L’oggetto appare poi nel video a due canali proiettato nella sala prospiciente: In Vitro. In un mondo trasferitosi nel sottosuolo in seguito a un disastro ecologico, due donne — l’anziana Dunia morente e la giovane Alia — discutono sul valore della memoria come legame identitario col passato e con la propria cultura. Alia è però un clone, creato col recupero di DNA umano, e la sua mente e il suo corpo respingono i ricordi e i flashback che le provengono dalle generazioni che l’hanno preceduta e di cui possiede i geni impiantati in lei artificialmente. Ma che senso hanno l’identità e l’appartenenza riferiti a un mondo che ha saputo autodistruggersi? Non si può cercare di inventare un mondo nuovo abbandonando i detriti del passato?
«Non credo nei fantasmi. Noi non stiamo ricostruendo il passato.»
«Non ce n’è bisogno. Il passato è ancora lì, intatto come sempre.»
«Forse il tuo passato. Il solo passato che io conosca è qui. Tutto il resto sono solo fiabe.»
«Intere nazioni si sono costruite su fiabe.»
Il tutto avviene sotto il suolo di Betlemme, in Palestina, e inserti di filmati d’archivio mostrano immagini della città dall’inizio del XX secolo al 1967.

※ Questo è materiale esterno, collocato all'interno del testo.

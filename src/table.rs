//! Growable, jagged table of strings.
//!
//! [`StringTable`] stores one logical record per row (usually one source
//! line) and up to a fixed number of columns per row. Column 0 of a used row
//! always holds text; the remaining columns are either populated or absent,
//! and absent is distinct from the empty string.
//!
//! ## Storage
//!
//! Rows live in a backbone of pre-allocated slots. Removing a row recycles
//! its slot to the end of the used range instead of freeing it, and growth
//! extends the backbone by a fixed step. Growth is fallible: when it fails
//! the table keeps every committed row and reports [`Error::OutOfMemory`].
//!
//! ## Searching
//!
//! There are two needle families and they deliberately differ:
//!
//! - [`find_matching`](StringTable::find_matching) does substring search on
//!   column 0. A needle with `|` requires *every* alternative to occur in one
//!   of the row's own `|`-separated tokens. A needle with `.*` requires its
//!   pieces to occur in order.
//! - [`find_exact`](StringTable::find_exact) and
//!   [`find_in_column`](StringTable::find_in_column) compare for equality.
//!   For `find_in_column` a needle with `|` matches a cell equal to *any*
//!   alternative.
//!
//! ## Examples
//!
//! ```rust
//! use line_toolbox::{SortOrder, StringTable};
//!
//! let mut table = StringTable::new();
//! table.add("wlan0").unwrap();
//! table.add("eth0").unwrap();
//! table.add("Lo").unwrap();
//! table.sort(0, SortOrder::Ascending, 0, None).unwrap();
//!
//! let lines: Vec<&str> = table.lines().collect();
//! assert_eq!(lines, vec!["eth0", "Lo", "wlan0"]);
//! ```

use crate::options::{SortOrder, SubstituteMode, TableOptions};
use crate::parser::split_fields;
use crate::{Error, Result};
use memchr::memmem;
use std::cmp::Ordering;
use tracing::{debug, trace};

/// One row slot: a fixed number of optional cells.
#[derive(Clone, Debug)]
struct Row {
    cells: Vec<Option<String>>,
}

impl Row {
    fn empty(columns: usize) -> Self {
        Row {
            cells: vec![None; columns],
        }
    }

    fn try_empty(columns: usize) -> Result<Self> {
        let mut cells = Vec::new();
        cells
            .try_reserve_exact(columns)
            .map_err(|_| Error::out_of_memory(columns))?;
        cells.resize(columns, None);
        Ok(Row { cells })
    }

    fn text(&self) -> &str {
        self.cell(0).unwrap_or("")
    }

    fn cell(&self, column: usize) -> Option<&str> {
        self.cells.get(column).and_then(Option::as_deref)
    }

    /// Clears the row for reuse; the column-0 allocation is kept.
    fn recycle(&mut self) {
        let mut cells = self.cells.iter_mut();
        if let Some(Some(first)) = cells.next() {
            first.clear();
        }
        for cell in cells {
            *cell = None;
        }
    }
}

/// Writes `text` into a cell, reusing its allocation when there is one.
fn write_cell(slot: &mut Option<String>, text: &str, cell_length: usize) -> Result<()> {
    match slot {
        Some(existing) => {
            // Reserve before clearing so a failed rewrite keeps the old text.
            let additional = text.len().saturating_sub(existing.len());
            existing
                .try_reserve(additional)
                .map_err(|_| Error::out_of_memory(additional))?;
            existing.clear();
            existing.push_str(text);
        }
        None => {
            let mut fresh = String::new();
            let size = cell_length.max(text.len() + 1);
            fresh
                .try_reserve_exact(size)
                .map_err(|_| Error::out_of_memory(size))?;
            fresh.push_str(text);
            *slot = Some(fresh);
        }
    }
    Ok(())
}

/// Cuts `text` to at most `cell_length - 1` bytes on a character boundary.
fn clip(text: &str, cell_length: usize) -> &str {
    let max = cell_length.saturating_sub(1);
    if text.len() <= max {
        return text;
    }
    let mut end = max;
    while !text.is_char_boundary(end) {
        end -= 1;
    }
    &text[..end]
}

/// Compares two strings ignoring ASCII case, like `strcasecmp`.
///
/// # Examples
///
/// ```rust
/// use line_toolbox::compare_case_insensitive;
/// use std::cmp::Ordering;
///
/// assert_eq!(compare_case_insensitive("ETH0", "eth0"), Ordering::Equal);
/// assert_eq!(compare_case_insensitive("Lo", "eth0"), Ordering::Greater);
/// ```
#[must_use]
pub fn compare_case_insensitive(left: &str, right: &str) -> Ordering {
    left.bytes()
        .map(|b| b.to_ascii_lowercase())
        .cmp(right.bytes().map(|b| b.to_ascii_lowercase()))
}

/// Search needle for the substring family.
enum Needle<'a> {
    Substring(&'a str),
    Wildcard(Vec<&'a str>),
    AllOf(Vec<&'a str>),
}

impl<'a> Needle<'a> {
    fn parse(needle: &'a str) -> Self {
        if needle.contains('|') {
            Needle::AllOf(needle.split('|').filter(|alt| !alt.is_empty()).collect())
        } else if needle.contains(".*") {
            Needle::Wildcard(needle.split(".*").filter(|p| !p.is_empty()).collect())
        } else {
            Needle::Substring(needle)
        }
    }

    fn matches(&self, text: &str) -> bool {
        match self {
            Needle::Substring(needle) => text.contains(needle),
            Needle::Wildcard(pieces) => wildcard_match(text, pieces),
            Needle::AllOf(alternatives) => {
                !alternatives.is_empty()
                    && alternatives.iter().all(|alt| {
                        text.split('|').any(|token| simple_match(token, alt))
                    })
            }
        }
    }
}

fn simple_match(text: &str, pattern: &str) -> bool {
    if pattern.contains(".*") {
        let pieces: Vec<&str> = pattern.split(".*").filter(|p| !p.is_empty()).collect();
        wildcard_match(text, &pieces)
    } else {
        text.contains(pattern)
    }
}

// Every piece must occur, in order, without overlapping.
fn wildcard_match(text: &str, pieces: &[&str]) -> bool {
    if pieces.is_empty() {
        return false;
    }
    let mut rest = text;
    for piece in pieces {
        match rest.find(piece) {
            Some(at) => rest = &rest[at + piece.len()..],
            None => return false,
        }
    }
    true
}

Si tratta di un vero e proprio cortometraggio di fantascienza, co-diretto da Søren Lind, con tanto di trama; ma, al di là della fabula e dei dialoghi, la straordinaria bellezza delle immagini in bianco e nero, e l’uso appropriato (intendo: con un effettivo valore semantico) del doppio schermo riescono a farne un’opera di videoarte a tutti gli effetti.
Quanto al Padiglione Lituano con l’installazione-performance Sun & Sea (Marina) di Lina Lapelytė, Vaiva Grainytė e Rugilė Barzdžiukaitė (situato in Calle de la Celestia / Castello n° 2737F), premiato col Leone d’Oro come migliore partecipazione nazionale, non sono proprio riuscito a vederlo, causa costanti code chilometriche all’entrata.